В определении Нобелевского комитета говорилось, что премия ему присуждается «…за эпичность и психологизм повествовательного искусства, открывшего миру новый континент в литературе»[5]. Определение справедливо в прямом и переносном смысле слова: «Континент» — это совокупность всего, что Уайт написал об Австралии, и сама Австралия, занявшая с его книгами свое законное место на литературной карте мира. Правда, место она «застолбила» еще до Уайта благодаря классикам австралийской литературы Г. Лоусону, X. X. Ричардсон, К. С. Причард, В. Палмеру, Н. Линдсею и некоторым другим. Но Уайт первый столь решительно выступил против континентальной замкнутости и известного провинциализма, претворив австралийскую трагедию, австралийский фарс, австралийский образ жизни и смерти в общечеловеческую трагедию, фарс и т. д. Интенсивность, с какой он искал и находил приметы оскудения австралийского духа и национального характера, убывания души — оскудения и убывания, ставших оборотной стороной материального процветания и политического и культурного изоляционизма, и та беспощадность, бескомпромиссность жестоких художественных обобщений, которая требовалась ему, чтобы довести сделанные открытия до сведения своих благополучных соотечественников и всего мира, конечно же, не вписывались в социальный миф Australia Felix[6], и Австралия социальных мифов не захотела узнавать себя в Австралии-мифе, сотворенном художником, тем более что ни о каком «портретном сходстве» не могло быть и речи.

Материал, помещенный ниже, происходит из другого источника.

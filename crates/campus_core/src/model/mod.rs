//! Academic records domain model.
//!
//! # Responsibility
//! - Define entity shapes for users, students, instructors, departments,
//!   courses and enrollments.
//! - Provide write-time validation (`validate()`) shared by every store.
//!
//! # Invariants
//! - Entity ids are store-assigned and immutable once assigned.
//! - `Student.grade` stays within `0..=10` and `Student.age >= 1` on write.

use once_cell::sync::Lazy;
use regex::Regex;
use serde::{Deserialize, Serialize};
use std::error::Error;
use std::fmt::{Display, Formatter};

pub mod course;
pub mod department;
pub mod enrollment;
pub mod instructor;
pub mod student;
pub mod user;

/// Surrogate key shared by every entity kind.
pub type EntityId = i64;

static EMAIL_RE: Lazy<Regex> =
    Lazy::new(|| Regex::new(r"^[^\s@]+@[^\s@]+\.[^\s@]+$").expect("valid email regex"));

/// Entity kinds, used to name the target of lookups and references.
#[derive(Debug, Clone, Copy, PartialEq, Eq, Hash, Serialize, Deserialize)]
#[serde(rename_all = "snake_case")]
pub enum EntityKind {
    User,
    Student,
    Instructor,
    Department,
    Course,
    Enrollment,
}

impl EntityKind {
    pub fn as_str(self) -> &'static str {
        match self {
            Self::User => "user",
            Self::Student => "student",
            Self::Instructor => "instructor",
            Self::Department => "department",
            Self::Course => "course",
            Self::Enrollment => "enrollment",
        }
    }
}

impl Display for EntityKind {
    fn fmt(&self, f: &mut Formatter<'_>) -> std::fmt::Result {
        f.write_str(self.as_str())
    }
}

/// Field-level validation failures raised before any write.
#[derive(Debug, Clone, PartialEq)]
pub enum ValidationError {
    EmptyField(&'static str),
    InvalidEmail(String),
    AgeOutOfRange(u32),
    GradeOutOfRange(f64),
    NonPositiveCredits(i64),
    EmptyPassword,
}

impl Display for ValidationError {
    fn fmt(&self, f: &mut Formatter<'_>) -> std::fmt::Result {
        match self {
            Self::EmptyField(field) => write!(f, "`{field}` is required"),
            Self::InvalidEmail(value) => write!(f, "invalid email address `{value}`"),
            Self::AgeOutOfRange(value) => {
                write!(f, "age must be a positive integer, got {value}")
            }
            Self::GradeOutOfRange(value) => {
                write!(f, "grade must be between 0 and 10, got {value}")
            }
            Self::NonPositiveCredits(value) => {
                write!(f, "credits must be greater than 0, got {value}")
            }
            Self::EmptyPassword => write!(f, "password cannot be empty"),
        }
    }
}

impl Error for ValidationError {}

pub(crate) fn require_text(field: &'static str, value: &str) -> Result<(), ValidationError> {
    if value.trim().is_empty() {
        return Err(ValidationError::EmptyField(field));
    }
    Ok(())
}

pub(crate) fn require_email(value: &str) -> Result<(), ValidationError> {
    require_text("email", value)?;
    if !EMAIL_RE.is_match(value.trim()) {
        return Err(ValidationError::InvalidEmail(value.to_string()));
    }
    Ok(())
}

pub(crate) fn require_grade(value: f64) -> Result<(), ValidationError> {
    if !value.is_finite() || !(0.0..=10.0).contains(&value) {
        return Err(ValidationError::GradeOutOfRange(value));
    }
    Ok(())
}
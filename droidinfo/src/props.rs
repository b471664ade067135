//! System property lookup with fallbacks.
//!
//! Vendors move properties around, so a lookup tries the canonical name, then
//! known aliases, then a grep over `/system/build.prop`.

use log::{debug, trace};

use crate::bridge::Bridge;
use crate::error::{Error, Result};

/// Alternative names tried when the canonical property is empty.
const ALTERNATIVES: &[(&str, &[&str])] = &[
    (
        "ro.serialno",
        &["ro.boot.serialno", "ril.serialnumber", "sys.serialnumber"],
    ),
    (
        "ro.product.model",
        &["ro.product.model.name", "ro.product.device.model"],
    ),
    (
        "ro.product.manufacturer",
        &["ro.product.brand.manufacturer", "ro.product.vendor.manufacturer"],
    ),
    (
        "ro.product.brand",
        &["ro.product.vendor.brand", "ro.product.manufacturer.brand"],
    ),
    ("ro.product.device", &["ro.hardware.device", "ro.build.device"]),
    ("ro.product.name", &["ro.product.model.full", "ro.build.product"]),
    (
        "ro.build.version.release",
        &["ro.build.version", "ro.system.build.version.release"],
    ),
    (
        "ro.build.version.sdk",
        &["ro.build.version.sdk_int", "ro.sdk.version"],
    ),
    ("ro.build.display.id", &["ro.build.id", "ro.build.fingerprint"]),
    (
        "ro.build.version.security_patch",
        &["ro.vendor.build.security_patch", "ro.build.security_patch"],
    ),
    (
        "persist.sys.locale",
        &["ro.product.locale", "ro.product.locale.region"],
    ),
    (
        "gsm.sim.operator.iso-country",
        &["ro.csc.country_code", "ro.product.locale.region"],
    ),
];

/// Known aliases of `name`.
pub fn alternatives(name: &str) -> &'static [&'static str] {
    ALTERNATIVES
        .iter()
        .find(|(prop, _)| *prop == name)
        .map(|(_, alts)| *alts)
        .unwrap_or_default()
}

/// Whether a `getprop` answer carries a real value.
pub fn is_usable(value: &str) -> bool {
    let value = value.trim();
    if value.is_empty() {
        return false;
    }
    let lower = value.to_lowercase();
    !lower.contains("error") && !lower.contains("not found")
}

/// Find `name` in `key=value` lines of a build.prop excerpt.
///
/// An exact key match wins; otherwise the first key containing the last
/// dotted component of `name` is used.
pub fn parse_build_prop(text: &str, name: &str) -> Option<String> {
    let suffix = name
        .rsplit('.')
        .next()
        .unwrap_or(name)
        .to_lowercase();

    let pairs: Vec<(&str, &str)> = text
        .lines()
        .map(str::trim)
        .filter(|line| !line.starts_with('#'))
        .filter_map(|line| line.split_once('='))
        .map(|(k, v)| (k.trim(), v.trim()))
        .filter(|(_, v)| !v.is_empty())
        .collect();

    pairs
        .iter()
        .find(|(k, _)| *k == name)
        .or_else(|| {
            pairs
                .iter()
                .find(|(k, _)| k.to_lowercase().contains(&suffix))
        })
        .map(|(_, v)| (*v).to_string())
}

/// `getprop name` on the device, without fallbacks.
pub fn getprop<B: Bridge + ?Sized>(bridge: &B, serial: &str, name: &str) -> Result<String> {
    let value = bridge.shell(serial, &format!("getprop {name}"))?;
    trace!("getprop {name} = {value:?}");
    if is_usable(&value) {
        Ok(value)
    } else {
        Err(Error::EmptyOutput(format!("getprop {name}")))
    }
}

/// Look up `name`, falling back to aliases and then build.prop.
pub fn lookup<B: Bridge + ?Sized>(bridge: &B, serial: &str, name: &str) -> Result<String> {
    let first_err = match getprop(bridge, serial, name) {
        Ok(value) => return Ok(value),
        Err(e) => e,
    };

    for alt in alternatives(name) {
        if let Ok(value) = getprop(bridge, serial, alt) {
            debug!("{name} resolved through {alt}");
            return Ok(value);
        }
    }

    let suffix = name
        .rsplit('.')
        .next()
        .unwrap_or(name);
    let grep = format!("cat /system/build.prop 2>/dev/null | grep -i \"{suffix}\"");
    if let Ok(text) = bridge.shell(serial, &grep) {
        if let Some(value) = parse_build_prop(&text, name) {
            debug!("{name} resolved through build.prop");
            return Ok(value);
        }
    }

    Err(first_err)
}

#[cfg(test)]
mod tests {
    use super::*;
    use crate::bridge::testing::ScriptedBridge;

    #[test]
    fn test_alternatives_known_and_unknown() {
        assert_eq!(
            alternatives("ro.serialno"),
            &["ro.boot.serialno", "ril.serialnumber", "sys.serialnumber"]
        );
        assert!(alternatives("ro.unknown.prop").is_empty());
    }

    #[test]
    fn test_is_usable() {
        assert!(is_usable("Pixel 7"));
        assert!(!is_usable(""));
        assert!(!is_usable("   "));
        assert!(!is_usable("Error: permission denied"));
        assert!(!is_usable("/system/bin/sh: getprop: not found"));
    }

    #[test]
    fn test_parse_build_prop_exact_key() {
        let text = "# begin build properties\nro.build.version.sdk=34\nro.build.version.release=14\n";
        assert_eq!(
            parse_build_prop(text, "ro.build.version.release").as_deref(),
            Some("14")
        );
    }

    #[test]
    fn test_parse_build_prop_suffix_match() {
        let text = "ro.vendor.product.model=SM-G991B\n";
        assert_eq!(
            parse_build_prop(text, "ro.product.model").as_deref(),
            Some("SM-G991B")
        );
    }

    #[test]
    fn test_parse_build_prop_no_match() {
        assert_eq!(parse_build_prop("ro.foo=bar\n", "ro.product.model"), None);
        assert_eq!(parse_build_prop("ro.product.model=\n", "ro.product.model"), None);
    }

    #[test]
    fn test_lookup_primary_value() {
        let bridge = ScriptedBridge::new().shell("abc", "getprop ro.product.model", "Pixel 7\n");
        assert_eq!(lookup(&bridge, "abc", "ro.product.model").unwrap(), "Pixel 7");
        assert_eq!(bridge.calls().len(), 1);
    }

    #[test]
    fn test_lookup_uses_alternative() {
        let bridge = ScriptedBridge::new()
            .shell("abc", "getprop ro.serialno", "")
            .shell("abc", "getprop ro.boot.serialno", "")
            .shell("abc", "getprop ril.serialnumber", "R58M12ABCDE");
        assert_eq!(lookup(&bridge, "abc", "ro.serialno").unwrap(), "R58M12ABCDE");
    }

    #[test]
    fn test_lookup_uses_build_prop() {
        let bridge = ScriptedBridge::new()
            .shell("abc", "getprop ro.build.version.sdk", "")
            .shell(
                "abc",
                "cat /system/build.prop 2>/dev/null | grep -i \"sdk\"",
                "ro.build.version.sdk=33\n",
            );
        assert_eq!(lookup(&bridge, "abc", "ro.build.version.sdk").unwrap(), "33");
    }

    #[test]
    fn test_lookup_exhausted_returns_first_error() {
        let bridge = ScriptedBridge::new().shell("abc", "getprop persist.sys.locale", "");
        assert!(matches!(
            lookup(&bridge, "abc", "persist.sys.locale"),
            Err(Error::EmptyOutput(cmd)) if cmd == "getprop persist.sys.locale"
        ));
    }
}
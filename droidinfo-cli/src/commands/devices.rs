//! Device listing command implementation.

use {
    anyhow::Result,
    console::style,
    droidinfo::{Bridge, Device},
};

use crate::{commands::connect, config::Settings, render::ok_envelope};

/// List attached devices with their state.
pub(crate) fn cmd_devices(settings: &Settings, quiet: bool, json: bool) -> Result<()> {
    let adb = connect(settings, quiet || json)?;
    let devices = adb.devices()?;

    if json {
        let output = ok_envelope(serde_json::json!({
            "devices": devices,
        }));
        println!(
            "{}",
            serde_json::to_string_pretty(&output)?
        );
        return Ok(());
    }

    print!("{}", render_devices(&devices));
    Ok(())
}

fn render_devices(devices: &[Device]) -> String {
    if devices.is_empty() {
        return format!(
            "{}\n",
            style("No devices attached").dim()
        );
    }

    let width = devices
        .iter()
        .map(|d| d.serial.len())
        .max()
        .unwrap_or(0);

    let mut out = String::new();
    for device in devices {
        let state = if device
            .state
            .is_ready()
        {
            style(device.state.as_str()).green()
        } else {
            style(device.state.as_str()).yellow()
        };
        let model = device
            .model
            .as_deref()
            .map(|m| format!("  {}", style(m.replace('_', " ")).dim()))
            .unwrap_or_default();
        out.push_str(&format!(
            "{:<width$}  {state}{model}\n",
            device.serial,
        ));
        if let Some(hint) = device
            .state
            .hint()
        {
            out.push_str(&format!("{:<width$}  ↳ {hint}\n", ""));
        }
    }
    out
}
//! Error types for droidinfo.

use std::io;
use std::time::Duration;
use thiserror::Error;

/// Result type for droidinfo operations.
pub type Result<T> = std::result::Result<T, Error>;

/// Error type for droidinfo operations.
#[derive(Debug, Error)]
pub enum Error {
    /// I/O error (spawning adb, reading its pipes).
    #[error("I/O error: {0}")]
    Io(#[from] io::Error),

    /// No working adb executable was found.
    #[error("adb executable not found (searched: {searched})")]
    AdbNotFound {
        /// Candidates that were probed, comma-separated.
        searched: String,
    },

    /// An adb invocation did not finish in time and was killed.
    #[error("Timeout after {timeout:?}: adb {command}")]
    Timeout {
        /// The adb arguments, space-joined.
        command: String,
        /// The limit that was exceeded.
        timeout: Duration,
    },

    /// An adb invocation exited unsuccessfully without usable output.
    #[error("Command failed: adb {command} (exit status {status}): {stderr}")]
    CommandFailed {
        /// The adb arguments, space-joined.
        command: String,
        /// Exit status, `-1` when terminated by a signal.
        status: i32,
        /// Captured standard error.
        stderr: String,
    },

    /// A query produced no output.
    #[error("Empty output from: {0}")]
    EmptyOutput(String),

    /// A query produced output that could not be interpreted.
    #[error("Unexpected output for {what}: {output:?}")]
    Parse {
        /// What was being parsed.
        what: &'static str,
        /// The offending text (possibly truncated).
        output: String,
    },

    /// No device in the `device` state is attached.
    #[error("No device connected")]
    NoDevice,

    /// More than one ready device is attached and none was requested.
    #[error("Ambiguous target: {} devices connected ({}); use --serial to choose one", .0.len(), .0.join(", "))]
    MultipleDevices(Vec<String>),

    /// The requested serial is not attached.
    #[error("Device {0} not found")]
    DeviceNotFound(String),

    /// The requested device is attached but cannot be queried.
    #[error("Device {serial} is {state}")]
    DeviceUnavailable {
        /// Serial of the device.
        serial: String,
        /// Connection state reported by adb.
        state: String,
    },

    /// The embedding application asked to stop.
    #[error("Interrupted")]
    Interrupted,
}

impl Error {
    /// Build a [`Error::Parse`] keeping at most a short excerpt of `output`.
    pub(crate) fn parse(what: &'static str, output: &str) -> Self {
        const EXCERPT: usize = 80;
        let output = match output.char_indices().nth(EXCERPT) {
            Some((idx, _)) => format!("{}...", &output[..idx]),
            None => output.to_string(),
        };
        Self::Parse { what, output }
    }

    /// Whether the error means there is no single device to talk to.
    pub fn is_device_selection(&self) -> bool {
        matches!(
            self,
            Self::NoDevice
                | Self::MultipleDevices(_)
                | Self::DeviceNotFound(_)
                | Self::DeviceUnavailable { .. }
        )
    }
}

Итак, нобелевский лауреат — австралийский писатель, открывший миру Австралию, но в Австралии неузнанный и непризнанный. Другой парадокс — писатель отклонил эту честь и отказался получить премию, потому что ее не было у некоторых других авторов. О своем отношении он заявил еще до решения Нобелевского комитета: откажется «…хотя бы потому, что писатели, которых он считает неизмеримо крупнее себя, этой премии не сподобились — Джойс, Лев Толстой, Д. Г. Лоуренс, если назвать первые три имени, что сразу приходят на ум»[7]. Соединение этих трех имен тоже достаточно парадоксально, особенно Толстого и Джойса (притом, что второй почитал первого): великий реалист, склонный к почвенничеству, сумевший передать дыхание земли и вселенной, могучий пульс неиссякаемого потока жизни, личность цельная и монолитная — и великий модернист, носивший Ирландию в сердце, однако покинувший ее, чтобы никогда туда не вернуться и умереть на чужбине, воссоздавший безумный и трагический фарс круговерти будничного существования, обретавшийся в сфере мифа и слова, личность рефлектирующая, одинокая, обреченная попадать в тупик на избираемых путях. А еще парадоксальней то, что Уайт, полагавший для себя весьма плодотворным опыт мастеров русской классической литературы — Толстого и Достоевского не в последнюю очередь, — прямо указывал на Джойса и Лоуренса как на непосредственных литературных учителей, притом далеко и не только в области языка, стиля и композиции.